Our results have been skewed by our use, in the early stages of the protocol, of a 3.0-cm-diameter electrode for lesions with a maximum diameter of 3 cm. The use of this needle for lesions this large limited our ability to obtain a curative response. The overall survival rates are satisfactory if we consider that inclusion criteria were not limited by lesion diameters in early cases and that eight patients were Child-Pugh class B. Furthermore, the results are similar to those of Buscarini et al. [22], who treated 101 lesions 3.5 cm or less in diameter with three types of devices, and to those of Rossi et al. [21], who treated 41 HCCs using a multiple-probe technique. Buscarini et al. reported overall 1-, 3-, and 5-year survival rates of 89%, 62%, and 33%, respectively. Rossi et al. reported 1-, 3-, and 5-year survival rates of 94%, 68%, and 40%, respectively.

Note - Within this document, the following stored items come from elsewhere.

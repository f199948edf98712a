pub mod constants;
pub mod url_utils;

pub use constants::*;
pub use url_utils::{is_redirect, is_valid_url, normalize_for_comparison};
//! Result types produced by an audit run
//!
//! `AccessibilityResult` is the merged per-page output of every enabled
//! analyzer. `TestSummary` is the run-level aggregate built once all tasks
//! have reached a terminal state.

pub mod issue;
pub mod page_result;
pub mod sections;
pub mod summary;

pub use issue::{AuditIssue, Severity};
pub use page_result::{AccessibilityResult, AnalysisResult, AnalysisSection, AnalyzerFailure, ResultField};
pub use sections::{
    AccessibilityFindings, MobileFindings, Pa11yFindings, PerformanceMetrics, SecurityFindings,
    SeoFindings, SocialFindings, StructuredDataFindings, TechnicalSeoFindings,
};
pub use summary::{PageOutcome, PageStatus, TestSummary};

The high number of intrahepatic tumor recurrences is not surprising given that HCC is a multifocal disease and that improved survival permits longer-term follow-up. This longer-term follow-up combined with the probability that new nodules will develop within the liver or that previously undetected synchronous lesions will be detected would lead to increased rates of intrahepatic recurrence. In the largest reported series149 casesof HCC treated with the LeVeen probe, Curley et al. [9] found a 45.5% rate of intra- or extrahepatic tumor recurrences, with a median follow-up of 19 months.
This study had some limitations. First, we considered CT (and obviously time) as a gold standard. CT is the imaging technique of choice in these patients but can miss small local recurrences, particularly in early control examinations. Second, the survival curves also include the 18 patients with recurrence who underwent chemoembolization; this procedure did not modify patient survival but was a treatment additional to radiofrequency. Third, during our early experience we included patients with lesions too large to undergo thermal ablation with the intention to cure. As a result, the clinical practice within our institution was changed in January 2001 such that the maximum lesion diameter considered suitable for radiofrequency ablation was 5 cm. Patients with lesions larger than 5 cm were no longer considered candidates for radiofrequency ablation in the absence of adjunctive treatments.

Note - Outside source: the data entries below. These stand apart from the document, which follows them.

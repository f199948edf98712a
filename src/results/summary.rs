//! Run-level summary built by the aggregator

use serde::{Deserialize, Serialize};

use super::page_result::AccessibilityResult;

/// Terminal status of one planned URL in a [`TestSummary`]
#[derive(Debug, Clone, Copy, PartialEq, Eq, Hash, Serialize, Deserialize)]
#[serde(rename_all = "lowercase")]
pub enum PageStatus {
    Passed,
    Failed,
    Crashed,
    /// Redirected away from the requested URL
    Skipped,
    /// Never dispatched because the run was cancelled
    Cancelled,
}

impl PageStatus {
    /// Statuses that count towards `tested_pages`
    #[must_use]
    pub const fn is_tested(self) -> bool {
        matches!(self, Self::Passed | Self::Failed | Self::Crashed)
    }
}

impl std::fmt::Display for PageStatus {
    fn fmt(&self, f: &mut std::fmt::Formatter<'_>) -> std::fmt::Result {
        let s = match self {
            Self::Passed => "passed",
            Self::Failed => "failed",
            Self::Crashed => "crashed",
            Self::Skipped => "skipped",
            Self::Cancelled => "cancelled",
        };
        f.write_str(s)
    }
}

#[derive(Debug, Clone, PartialEq, Serialize, Deserialize)]
pub struct PageOutcome {
    pub url: String,
    pub status: PageStatus,
    /// Attempts made; 0 for URLs that were never dispatched
    pub attempts: u32,
    pub duration_ms: u64,
    #[serde(default, skip_serializing_if = "Option::is_none")]
    pub result: Option<AccessibilityResult>,
    #[serde(default, skip_serializing_if = "Option::is_none")]
    pub error: Option<String>,
    #[serde(default, skip_serializing_if = "Option::is_none")]
    pub redirect_target: Option<String>,
}

impl PageOutcome {
    #[must_use]
    pub fn error_count(&self) -> usize {
        self.result.as_ref().map_or(0, |r| r.error_count)
    }

    #[must_use]
    pub fn warning_count(&self) -> usize {
        self.result.as_ref().map_or(0, |r| r.warning_count)
    }
}

/// Aggregate of one audit run
///
/// Built once by the aggregator and never mutated afterwards. The validators
/// recompute every aggregate field from `results`.
#[derive(Debug, Clone, PartialEq, Serialize, Deserialize)]
pub struct TestSummary {
    pub total_pages: usize,
    pub tested_pages: usize,
    pub passed_pages: usize,
    pub failed_pages: usize,
    pub crashed_pages: usize,
    pub skipped_pages: usize,
    pub total_errors: usize,
    pub total_warnings: usize,
    /// Sum of every attempt of every task
    pub total_duration_ms: u64,
    /// Elapsed time of the whole run
    pub wall_clock_ms: u64,
    pub results: Vec<PageOutcome>,
}

impl TestSummary {
    /// Completed results, in input order
    pub fn accessibility_results(&self) -> impl Iterator<Item = &AccessibilityResult> {
        self.results.iter().filter_map(|o| o.result.as_ref())
    }

    #[must_use]
    pub fn success_rate(&self) -> f64 {
        if self.tested_pages == 0 {
            return 0.0;
        }
        self.passed_pages as f64 / self.tested_pages as f64 * 100.0
    }
}
//! Built-in analyzers for Chromium pages
//!
//! Each analyzer evaluates one script from [`super::scripts`] and turns the raw
//! signals into a scored section plus issues. The heuristics are deliberately
//! shallow; they exist so a run produces real, comparable numbers.

use futures::future::BoxFuture;
use serde::Deserialize;

use super::scripts;
use super::{Analyzer, AnalyzerPipeline};
use crate::browser_pool::ChromiumPage;
use crate::config::TestOptions;
use crate::errors::PageError;
use crate::results::{
    AccessibilityFindings, AnalysisResult, AnalysisSection, AuditIssue, MobileFindings,
    Pa11yFindings, PerformanceMetrics, ResultField, SecurityFindings, SeoFindings, Severity,
    SocialFindings, StructuredDataFindings, TechnicalSeoFindings,
};

/// Pipeline with every built-in analyzer, accessibility first
#[must_use]
pub fn default_pipeline() -> AnalyzerPipeline<ChromiumPage> {
    AnalyzerPipeline::new()
        .with(AccessibilityAnalyzer)
        .with(PerformanceAnalyzer)
        .with(Pa11yAnalyzer)
        .with(SeoAnalyzer)
        .with(SocialAnalyzer)
        .with(TechnicalSeoAnalyzer)
        .with(SecurityAnalyzer)
        .with(StructuredDataAnalyzer)
        .with(MobileAnalyzer)
}

macro_rules! dom_analyzer {
    ($ty:ident, $name:literal, $field:ident, $script:ident, $raw:ty, $assess:ident) => {
        #[derive(Debug, Clone, Copy, Default)]
        pub struct $ty;

        impl Analyzer<ChromiumPage> for $ty {
            fn name(&self) -> &'static str {
                $name
            }

            fn field(&self) -> ResultField {
                ResultField::$field
            }

            fn analyze<'a>(
                &'a self,
                page: &'a ChromiumPage,
                url: &'a str,
                _options: &'a TestOptions,
            ) -> BoxFuture<'a, Result<AnalysisResult, PageError>> {
                Box::pin(async move {
                    let raw: $raw = page.evaluate_json(scripts::$script).await?;
                    log::debug!("{} signals collected for {}", $name, url);
                    Ok($assess(raw))
                })
            }
        }
    };
}

dom_analyzer!(AccessibilityAnalyzer, "accessibility", Accessibility, ACCESSIBILITY_SCRIPT, AccessibilityRaw, assess_accessibility);
dom_analyzer!(PerformanceAnalyzer, "performance", Performance, PERFORMANCE_SCRIPT, PerformanceMetrics, assess_performance);
dom_analyzer!(Pa11yAnalyzer, "pa11y", Pa11y, PA11Y_SCRIPT, Pa11yRaw, assess_pa11y);
dom_analyzer!(SeoAnalyzer, "seo", Seo, SEO_SCRIPT, SeoFindings, assess_seo);
dom_analyzer!(SocialAnalyzer, "social", Social, SOCIAL_SCRIPT, SocialFindings, assess_social);
dom_analyzer!(TechnicalSeoAnalyzer, "technical_seo", TechnicalSeo, TECHNICAL_SEO_SCRIPT, TechnicalSeoFindings, assess_technical_seo);
dom_analyzer!(SecurityAnalyzer, "security", Security, SECURITY_SCRIPT, SecurityFindings, assess_security);
dom_analyzer!(StructuredDataAnalyzer, "structured_data", StructuredData, STRUCTURED_DATA_SCRIPT, StructuredDataFindings, assess_structured_data);
dom_analyzer!(MobileAnalyzer, "mobile", Mobile, MOBILE_SCRIPT, MobileFindings, assess_mobile);

// =============================================================================
// Raw script payloads that carry more than the section itself
// =============================================================================

#[derive(Debug, Default, Deserialize)]
#[serde(default)]
pub struct AccessibilityRaw {
    #[serde(flatten)]
    pub findings: AccessibilityFindings,
    pub missing_alt_selectors: Vec<String>,
    pub unlabeled_selectors: Vec<String>,
}

#[derive(Debug, Default, Deserialize)]
#[serde(default)]
pub struct Pa11yRaw {
    /// `(rule, violating element count)` pairs
    pub rules: Vec<(String, usize)>,
    pub notices: usize,
}

// =============================================================================
// Scoring
// =============================================================================

fn clamp_score(deductions: f32) -> f32 {
    (100.0 - deductions).clamp(0.0, 100.0)
}

fn capped(count: usize, each: f32, cap: f32) -> f32 {
    (count as f32 * each).min(cap)
}

fn flag(condition: bool, points: f32) -> f32 {
    if condition { points } else { 0.0 }
}

/// One issue per offending selector, or a single summary issue without them
fn per_element(
    code: &str,
    message: &str,
    severity: Severity,
    count: usize,
    selectors: Vec<String>,
) -> Vec<AuditIssue> {
    if count == 0 {
        return Vec::new();
    }
    if selectors.is_empty() {
        return vec![AuditIssue::new(
            code,
            format!("{message} ({count} elements)"),
            severity,
        )];
    }
    selectors
        .into_iter()
        .map(|s| AuditIssue::new(code, message, severity).with_selector(s))
        .collect()
}

pub fn assess_accessibility(raw: AccessibilityRaw) -> AnalysisResult {
    let mut f = raw.findings;
    let mut errors = per_element(
        "image-alt",
        "Image has no alt attribute",
        Severity::Serious,
        f.images_missing_alt,
        raw.missing_alt_selectors,
    );
    errors.extend(per_element(
        "label",
        "Form control has no accessible label",
        Severity::Critical,
        f.form_controls_unlabeled,
        raw.unlabeled_selectors,
    ));
    if !f.has_lang {
        errors.push(AuditIssue::new(
            "html-has-lang",
            "<html> element has no lang attribute",
            Severity::Serious,
        ));
    }

    let mut warnings = Vec::new();
    if f.headings_total == 0 {
        warnings.push(AuditIssue::new(
            "page-has-heading",
            "Page has no headings",
            Severity::Moderate,
        ));
    }
    if f.landmarks_total == 0 {
        warnings.push(AuditIssue::new(
            "region",
            "Page has no landmark regions",
            Severity::Minor,
        ));
    }

    f.score = clamp_score(
        capped(f.images_missing_alt, 5.0, 40.0)
            + capped(f.form_controls_unlabeled, 10.0, 30.0)
            + flag(!f.has_lang, 10.0)
            + flag(f.headings_total == 0, 10.0)
            + flag(f.landmarks_total == 0, 5.0),
    );

    AnalysisResult::new(AnalysisSection::Accessibility(f))
        .with_errors(errors)
        .with_warnings(warnings)
}

pub fn assess_performance(mut m: PerformanceMetrics) -> AnalysisResult {
    let load = if m.load_complete_ms > 0.0 {
        m.load_complete_ms
    } else {
        m.dom_content_loaded_ms
    };
    m.score = if load <= 1_000.0 {
        100.0
    } else if load >= 10_000.0 {
        0.0
    } else {
        (100.0 * (10_000.0 - load) / 9_000.0) as f32
    };

    let mut warnings = Vec::new();
    if m.time_to_first_byte_ms > 800.0 {
        warnings.push(AuditIssue::new(
            "slow-ttfb",
            format!("Time to first byte is {:.0} ms", m.time_to_first_byte_ms),
            Severity::Moderate,
        ));
    }
    if let Some(fcp) = m.first_contentful_paint_ms
        && fcp > 3_000.0
    {
        warnings.push(AuditIssue::new(
            "slow-fcp",
            format!("First contentful paint is {fcp:.0} ms"),
            Severity::Moderate,
        ));
    }
    if m.transfer_size_bytes > 5 * 1024 * 1024 {
        warnings.push(AuditIssue::new(
            "page-weight",
            format!("Page transferred {} bytes", m.transfer_size_bytes),
            Severity::Minor,
        ));
    }

    AnalysisResult::new(AnalysisSection::Performance(m)).with_warnings(warnings)
}

pub fn assess_pa11y(raw: Pa11yRaw) -> AnalysisResult {
    let rules_checked = raw.rules.len();
    let failing: Vec<&(String, usize)> = raw.rules.iter().filter(|(_, n)| *n > 0).collect();
    let violations = failing.iter().map(|(_, n)| n).sum();

    let errors = failing
        .iter()
        .map(|(rule, n)| {
            AuditIssue::new(
                rule.as_str(),
                format!("{n} element(s) violate rule {rule}"),
                Severity::Serious,
            )
        })
        .collect();

    let score = if rules_checked == 0 {
        100.0
    } else {
        100.0 * (rules_checked - failing.len()) as f32 / rules_checked as f32
    };

    AnalysisResult::new(AnalysisSection::Pa11y(Pa11yFindings {
        score,
        rules_checked,
        violations,
        notices: raw.notices,
    }))
    .with_errors(errors)
}

pub fn assess_seo(mut f: SeoFindings) -> AnalysisResult {
    let mut errors = Vec::new();
    let mut warnings = Vec::new();

    let title_len = f.title.as_deref().map_or(0, |t| t.chars().count());
    if f.title.is_none() {
        errors.push(AuditIssue::new(
            "seo-title",
            "Page has no <title>",
            Severity::Serious,
        ));
    } else if title_len > 60 {
        warnings.push(AuditIssue::new(
            "seo-title-length",
            format!("Title is {title_len} characters long"),
            Severity::Minor,
        ));
    }
    if f.meta_description.is_none() {
        warnings.push(AuditIssue::new(
            "seo-meta-description",
            "Page has no meta description",
            Severity::Moderate,
        ));
    }
    if f.h1_count != 1 {
        warnings.push(AuditIssue::new(
            "seo-h1",
            format!("Page has {} <h1> elements, expected 1", f.h1_count),
            Severity::Moderate,
        ));
    }
    if f.word_count < 300 {
        warnings.push(AuditIssue::new(
            "seo-thin-content",
            format!("Page has only {} words", f.word_count),
            Severity::Minor,
        ));
    }

    f.score = clamp_score(
        flag(f.title.is_none(), 30.0)
            + flag(title_len > 60, 5.0)
            + flag(f.meta_description.is_none(), 20.0)
            + flag(f.h1_count != 1, 15.0)
            + flag(f.word_count < 300, 10.0),
    );

    AnalysisResult::new(AnalysisSection::Seo(f))
        .with_errors(errors)
        .with_warnings(warnings)
}

pub fn assess_social(mut f: SocialFindings) -> AnalysisResult {
    let mut warnings = Vec::new();
    if f.open_graph_tags == 0 {
        warnings.push(AuditIssue::new(
            "og-missing",
            "No Open Graph tags",
            Severity::Minor,
        ));
    }
    if !f.has_og_image {
        warnings.push(AuditIssue::new(
            "og-image-missing",
            "No og:image tag",
            Severity::Minor,
        ));
    }
    if f.twitter_tags == 0 {
        warnings.push(AuditIssue::new(
            "twitter-card-missing",
            "No Twitter card tags",
            Severity::Minor,
        ));
    }

    f.score = (f.open_graph_tags.min(4) as f32 * 15.0
        + flag(f.twitter_tags > 0, 20.0)
        + flag(f.has_og_image, 20.0))
    .min(100.0);

    AnalysisResult::new(AnalysisSection::Social(f)).with_warnings(warnings)
}

pub fn assess_technical_seo(mut f: TechnicalSeoFindings) -> AnalysisResult {
    let mut warnings = Vec::new();
    if f.noindex {
        warnings.push(AuditIssue::new(
            "noindex",
            "Page is excluded from indexing by robots meta",
            Severity::Serious,
        ));
    }
    if f.canonical.is_none() {
        warnings.push(AuditIssue::new(
            "canonical-missing",
            "No canonical link",
            Severity::Minor,
        ));
    }
    if f.internal_links == 0 {
        warnings.push(AuditIssue::new(
            "no-internal-links",
            "Page links to no other page on the site",
            Severity::Minor,
        ));
    }

    f.score = clamp_score(
        flag(f.noindex, 40.0) + flag(f.canonical.is_none(), 15.0) + flag(f.internal_links == 0, 10.0),
    );

    AnalysisResult::new(AnalysisSection::TechnicalSeo(f)).with_warnings(warnings)
}

pub fn assess_security(mut f: SecurityFindings) -> AnalysisResult {
    let mut errors = Vec::new();
    let mut warnings = Vec::new();

    if !f.https {
        errors.push(AuditIssue::new(
            "no-https",
            "Page is not served over HTTPS",
            Severity::Serious,
        ));
    }
    if f.mixed_content_count > 0 {
        errors.push(AuditIssue::new(
            "mixed-content",
            format!("{} resources loaded over HTTP", f.mixed_content_count),
            Severity::Serious,
        ));
    }
    if f.insecure_form_actions > 0 {
        errors.push(AuditIssue::new(
            "insecure-form",
            format!("{} forms submit over HTTP", f.insecure_form_actions),
            Severity::Critical,
        ));
    }
    if f.external_scripts_without_integrity > 0 {
        warnings.push(AuditIssue::new(
            "sri-missing",
            format!(
                "{} third-party scripts have no integrity attribute",
                f.external_scripts_without_integrity
            ),
            Severity::Minor,
        ));
    }

    f.score = clamp_score(
        flag(!f.https, 50.0)
            + capped(f.mixed_content_count, 10.0, 30.0)
            + capped(f.insecure_form_actions, 15.0, 30.0)
            + capped(f.external_scripts_without_integrity, 2.0, 10.0),
    );

    AnalysisResult::new(AnalysisSection::Security(f))
        .with_errors(errors)
        .with_warnings(warnings)
}

pub fn assess_structured_data(mut f: StructuredDataFindings) -> AnalysisResult {
    let mut errors = Vec::new();
    let mut warnings = Vec::new();

    let has_any = f.json_ld_blocks > 0 || f.microdata_items > 0;
    if !has_any {
        warnings.push(AuditIssue::new(
            "no-structured-data",
            "Page has no structured data",
            Severity::Minor,
        ));
    }
    if f.invalid_json_ld_blocks > 0 {
        errors.push(AuditIssue::new(
            "invalid-json-ld",
            format!("{} JSON-LD blocks do not parse", f.invalid_json_ld_blocks),
            Severity::Moderate,
        ));
    }

    f.score = if has_any {
        clamp_score(f.invalid_json_ld_blocks as f32 * 25.0)
    } else {
        50.0
    };

    AnalysisResult::new(AnalysisSection::StructuredData(f))
        .with_errors(errors)
        .with_warnings(warnings)
}

pub fn assess_mobile(mut f: MobileFindings) -> AnalysisResult {
    let mut errors = Vec::new();
    let mut warnings = Vec::new();

    if !f.has_viewport_meta {
        errors.push(AuditIssue::new(
            "meta-viewport",
            "Page has no viewport meta tag",
            Severity::Serious,
        ));
    }
    if f.horizontal_overflow {
        warnings.push(AuditIssue::new(
            "horizontal-overflow",
            "Content is wider than the viewport",
            Severity::Moderate,
        ));
    }
    if f.small_tap_targets > 0 {
        warnings.push(AuditIssue::new(
            "tap-target-size",
            format!("{} tap targets are smaller than 24px", f.small_tap_targets),
            Severity::Minor,
        ));
    }
    let small_font = f.base_font_size_px.is_some_and(|px| px < 12.0);
    if small_font {
        warnings.push(AuditIssue::new(
            "font-size",
            "Base font size is below 12px",
            Severity::Moderate,
        ));
    }

    f.score = clamp_score(
        flag(!f.has_viewport_meta, 40.0)
            + flag(f.horizontal_overflow, 20.0)
            + capped(f.small_tap_targets, 2.0, 20.0)
            + flag(small_font, 10.0),
    );

    AnalysisResult::new(AnalysisSection::Mobile(f))
        .with_errors(errors)
        .with_warnings(warnings)
}
//! Audit Engine Module
//!
//! Scheduling, per-URL workers and aggregation for batch audits.

pub mod aggregator;
pub mod events;
pub mod fingerprint_limiter;
pub mod page_timeout;
pub mod progress;
pub mod scheduler;
pub mod task_types;
pub(crate) mod worker;

pub use aggregator::build_summary;
pub use events::{AuditEventHandler, NoOpEventHandler, ProgressStats};
pub use fingerprint_limiter::FingerprintLimiter;
pub use page_timeout::with_attempt_timeout;
pub use progress::ProgressTracker;
pub use scheduler::{AuditScheduler, RunRecords};
pub use task_types::{AuditTask, TaskOutcome, TaskRecord, TaskState};
//! Fluent builder for `TestOptions`
//!
//! Every setter is infallible; limits are checked once in [`TestOptionsBuilder::build`].

use std::sync::Arc;

use super::types::{AnalyzerFlags, EventCallbacks, RetryBackoff, TestOptions};
use crate::audit_engine::events::AuditEventHandler;
use crate::errors::ConfigError;
use crate::utils::{MAX_CONCURRENT_LIMIT, MAX_RETRIES_LIMIT};

#[derive(Debug, Clone, Default)]
pub struct TestOptionsBuilder {
    options: TestOptions,
}

impl TestOptions {
    /// Create a builder starting from the defaults
    #[must_use]
    pub fn builder() -> TestOptionsBuilder {
        TestOptionsBuilder::default()
    }
}

impl TestOptionsBuilder {
    /// Audit at most `limit` pages from the input list
    ///
    /// `0` means unlimited, matching the command line convention.
    #[must_use]
    pub fn max_pages(mut self, limit: usize) -> Self {
        self.options.max_pages = (limit > 0).then_some(limit);
        self
    }

    /// Per-attempt budget covering navigation and all analyzers
    #[must_use]
    pub fn timeout_secs(mut self, secs: u64) -> Self {
        self.options.timeout_secs = secs;
        self
    }

    #[must_use]
    pub fn max_concurrent(mut self, n: usize) -> Self {
        self.options.max_concurrent = n;
        self
    }

    /// Retries after the first attempt; `0` disables retrying
    #[must_use]
    pub fn max_retries(mut self, retries: u32) -> Self {
        self.options.max_retries = retries;
        self
    }

    #[must_use]
    pub fn retry_backoff(mut self, backoff: RetryBackoff) -> Self {
        self.options.retry_backoff = backoff;
        self
    }

    /// Replace all analyzer flags at once
    #[must_use]
    pub fn analyzers(mut self, flags: AnalyzerFlags) -> Self {
        self.options.flags = flags;
        self
    }

    #[must_use]
    pub fn collect_performance_metrics(mut self, on: bool) -> Self {
        self.options.flags.collect_performance_metrics = on;
        self
    }

    #[must_use]
    pub fn use_pa11y(mut self, on: bool) -> Self {
        self.options.flags.use_pa11y = on;
        self
    }

    #[must_use]
    pub fn include_seo_analysis(mut self, on: bool) -> Self {
        self.options.flags.include_seo_analysis = on;
        self
    }

    #[must_use]
    pub fn include_social_analysis(mut self, on: bool) -> Self {
        self.options.flags.include_social_analysis = on;
        self
    }

    #[must_use]
    pub fn include_technical_seo(mut self, on: bool) -> Self {
        self.options.flags.include_technical_seo = on;
        self
    }

    #[must_use]
    pub fn include_security_analysis(mut self, on: bool) -> Self {
        self.options.flags.include_security_analysis = on;
        self
    }

    #[must_use]
    pub fn include_structured_data(mut self, on: bool) -> Self {
        self.options.flags.include_structured_data = on;
        self
    }

    #[must_use]
    pub fn include_mobile_analysis(mut self, on: bool) -> Self {
        self.options.flags.include_mobile_analysis = on;
        self
    }

    /// Receive lifecycle callbacks for every URL in the run
    #[must_use]
    pub fn event_callbacks(mut self, handler: Arc<dyn AuditEventHandler>) -> Self {
        self.options.event_callbacks = EventCallbacks::new(handler);
        self
    }

    /// Validate limits and produce the options
    ///
    /// # Errors
    ///
    /// Returns [`ConfigError`] when any limit in [`TestOptions::validate`] is violated.
    pub fn build(self) -> Result<TestOptions, ConfigError> {
        self.options.validate()?;
        Ok(self.options)
    }
}

impl TestOptions {
    /// Check option limits
    ///
    /// Both the builder and deserialization go through this.
    ///
    /// # Errors
    ///
    /// Returns [`ConfigError`] when `max_concurrent` is outside `1..=64`,
    /// `timeout_secs` is zero, `max_retries` exceeds 10 or an exponential
    /// backoff cap is below its base.
    pub fn validate(&self) -> Result<(), ConfigError> {
        if self.max_concurrent == 0 || self.max_concurrent > MAX_CONCURRENT_LIMIT {
            return Err(ConfigError::MaxConcurrent {
                value: self.max_concurrent,
                max: MAX_CONCURRENT_LIMIT,
            });
        }
        if self.timeout_secs == 0 {
            return Err(ConfigError::ZeroTimeout);
        }
        if self.max_retries > MAX_RETRIES_LIMIT {
            return Err(ConfigError::MaxRetries {
                value: self.max_retries,
                max: MAX_RETRIES_LIMIT,
            });
        }
        if let RetryBackoff::Exponential { base_ms, max_ms } = self.retry_backoff
            && max_ms < base_ms
        {
            return Err(ConfigError::Backoff(format!(
                "exponential cap {max_ms}ms is below base {base_ms}ms"
            )));
        }
        Ok(())
    }
}
//! Fixed-schema outputs of the individual analyzers
//!
//! One struct per analyzer. Every section carries a 0-100 `score`; the
//! remaining fields are the raw signals the score was derived from. Missing
//! fields deserialize to their defaults so in-page scripts only report raw
//! signals and leave scoring to Rust.

use serde::{Deserialize, Serialize};

/// Core accessibility signals (always collected)
#[derive(Debug, Clone, Default, PartialEq, Serialize, Deserialize)]
#[serde(default)]
pub struct AccessibilityFindings {
    pub score: f32,
    pub images_total: usize,
    pub images_missing_alt: usize,
    pub form_controls_unlabeled: usize,
    pub headings_total: usize,
    pub landmarks_total: usize,
    pub has_lang: bool,
}

/// Navigation timing collected from the Performance API
#[derive(Debug, Clone, Default, PartialEq, Serialize, Deserialize)]
#[serde(default)]
pub struct PerformanceMetrics {
    pub score: f32,
    pub time_to_first_byte_ms: f64,
    #[serde(default, skip_serializing_if = "Option::is_none")]
    pub first_contentful_paint_ms: Option<f64>,
    pub dom_content_loaded_ms: f64,
    pub load_complete_ms: f64,
    pub transfer_size_bytes: u64,
    pub resource_count: usize,
}

/// Extended rule-engine pass (enabled by `use_pa11y`)
#[derive(Debug, Clone, Default, PartialEq, Serialize, Deserialize)]
#[serde(default)]
pub struct Pa11yFindings {
    pub score: f32,
    pub rules_checked: usize,
    pub violations: usize,
    pub notices: usize,
}

#[derive(Debug, Clone, Default, PartialEq, Serialize, Deserialize)]
#[serde(default)]
pub struct SeoFindings {
    pub score: f32,
    #[serde(default, skip_serializing_if = "Option::is_none")]
    pub title: Option<String>,
    #[serde(default, skip_serializing_if = "Option::is_none")]
    pub meta_description: Option<String>,
    pub h1_count: usize,
    pub word_count: usize,
}

#[derive(Debug, Clone, Default, PartialEq, Serialize, Deserialize)]
#[serde(default)]
pub struct SocialFindings {
    pub score: f32,
    pub open_graph_tags: usize,
    pub twitter_tags: usize,
    pub has_og_image: bool,
}

#[derive(Debug, Clone, Default, PartialEq, Serialize, Deserialize)]
#[serde(default)]
pub struct TechnicalSeoFindings {
    pub score: f32,
    #[serde(default, skip_serializing_if = "Option::is_none")]
    pub canonical: Option<String>,
    pub noindex: bool,
    pub hreflang_count: usize,
    pub internal_links: usize,
    pub external_links: usize,
}

#[derive(Debug, Clone, Default, PartialEq, Serialize, Deserialize)]
#[serde(default)]
pub struct SecurityFindings {
    pub score: f32,
    pub https: bool,
    pub mixed_content_count: usize,
    pub insecure_form_actions: usize,
    pub external_scripts_without_integrity: usize,
}

#[derive(Debug, Clone, Default, PartialEq, Serialize, Deserialize)]
#[serde(default)]
pub struct StructuredDataFindings {
    pub score: f32,
    pub json_ld_blocks: usize,
    pub invalid_json_ld_blocks: usize,
    pub microdata_items: usize,
    #[serde(default)]
    pub schema_types: Vec<String>,
}

#[derive(Debug, Clone, Default, PartialEq, Serialize, Deserialize)]
#[serde(default)]
pub struct MobileFindings {
    pub score: f32,
    pub has_viewport_meta: bool,
    pub small_tap_targets: usize,
    pub horizontal_overflow: bool,
    #[serde(default, skip_serializing_if = "Option::is_none")]
    pub base_font_size_px: Option<f64>,
}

In conclusion, radiofrequency ablation with LeVeen expandable needle electrodes is a safe and effective technique in the treatment of HCC. Our results suggest that treatment of large lesions (3-5 cm) requires combined therapy or improved needles that can ablate a larger volume. With the advent of technical improvements and standardized combined therapies, radiofrequency ablation could assume a primary role in the treatment of HCC.